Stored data

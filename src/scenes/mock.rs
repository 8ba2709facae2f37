use super::{Scene, SceneImageService};
use crate::encoding::VisualInput;
use crate::{Error, Result};
use async_trait::async_trait;
use std::sync::{Arc, Mutex};

#[derive(Clone)]
pub struct MockSceneImageClient {
    references: Arc<Mutex<Vec<VisualInput>>>,
    should_fail: Arc<Mutex<bool>>,
    call_count: Arc<Mutex<usize>>,
}

impl MockSceneImageClient {
    pub fn new() -> Self {
        Self {
            references: Arc::new(Mutex::new(Vec::new())),
            should_fail: Arc::new(Mutex::new(false)),
            call_count: Arc::new(Mutex::new(0)),
        }
    }

    pub fn with_reference(self, reference: VisualInput) -> Self {
        self.references.lock().unwrap().push(reference);
        self
    }

    pub fn with_failure(self, should_fail: bool) -> Self {
        *self.should_fail.lock().unwrap() = should_fail;
        self
    }

    pub fn get_call_count(&self) -> usize {
        *self.call_count.lock().unwrap()
    }
}

impl Default for MockSceneImageClient {
    fn default() -> Self {
        Self::new()
    }
}

#[async_trait]
impl SceneImageService for MockSceneImageClient {
    async fn fetch_reference(&self, scene: &Scene) -> Result<VisualInput> {
        let mut count = self.call_count.lock().unwrap();
        *count += 1;

        if *self.should_fail.lock().unwrap() {
            return Err(Error::SceneFetch(format!(
                "mock fetch failure for {}",
                scene.id
            )));
        }

        let references = self.references.lock().unwrap();
        if references.is_empty() {
            // Tiny valid 1x1 PNG as default
            Ok(VisualInput::new(
                "image/png",
                vec![
                    0x89, 0x50, 0x4E, 0x47, 0x0D, 0x0A, 0x1A, 0x0A, // PNG signature
                    0x00, 0x00, 0x00, 0x0D, 0x49, 0x48, 0x44, 0x52, // IHDR chunk
                    0x00, 0x00, 0x00, 0x01, 0x00, 0x00, 0x00, 0x01, // 1x1 pixel
                    0x08, 0x02, 0x00, 0x00, 0x00, 0x90, 0x77, 0x53, 0xDE, 0x00, 0x00, 0x00,
                    0x0C, 0x49, 0x44, 0x41, // IDAT chunk
                    0x54, 0x08, 0x99, 0x63, 0xF8, 0xCF, 0xC0, 0x00, 0x00, 0x00, 0x01, 0x00,
                    0x01, 0xE2, 0x25, 0x00, 0xBC, 0x00, 0x00, 0x00, 0x00, 0x49, 0x45,
                    0x4E, // IEND chunk
                    0x44, 0xAE, 0x42, 0x60, 0x82,
                ],
            ))
        } else {
            let index = (*count - 1) % references.len();
            Ok(references[index].clone())
        }
    }
}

TASK GOAL >> Check each line of the records for the word "VisualInput", and show the lines that contain it.

WRITTEN RESPONSE >>
use crate::encoding::VisualInput;
    references: Arc<Mutex<Vec<VisualInput>>>,
    pub fn with_reference(self, reference: VisualInput) -> Self {
    async fn fetch_reference(&self, scene: &Scene) -> Result<VisualInput> {
            Ok(VisualInput::new(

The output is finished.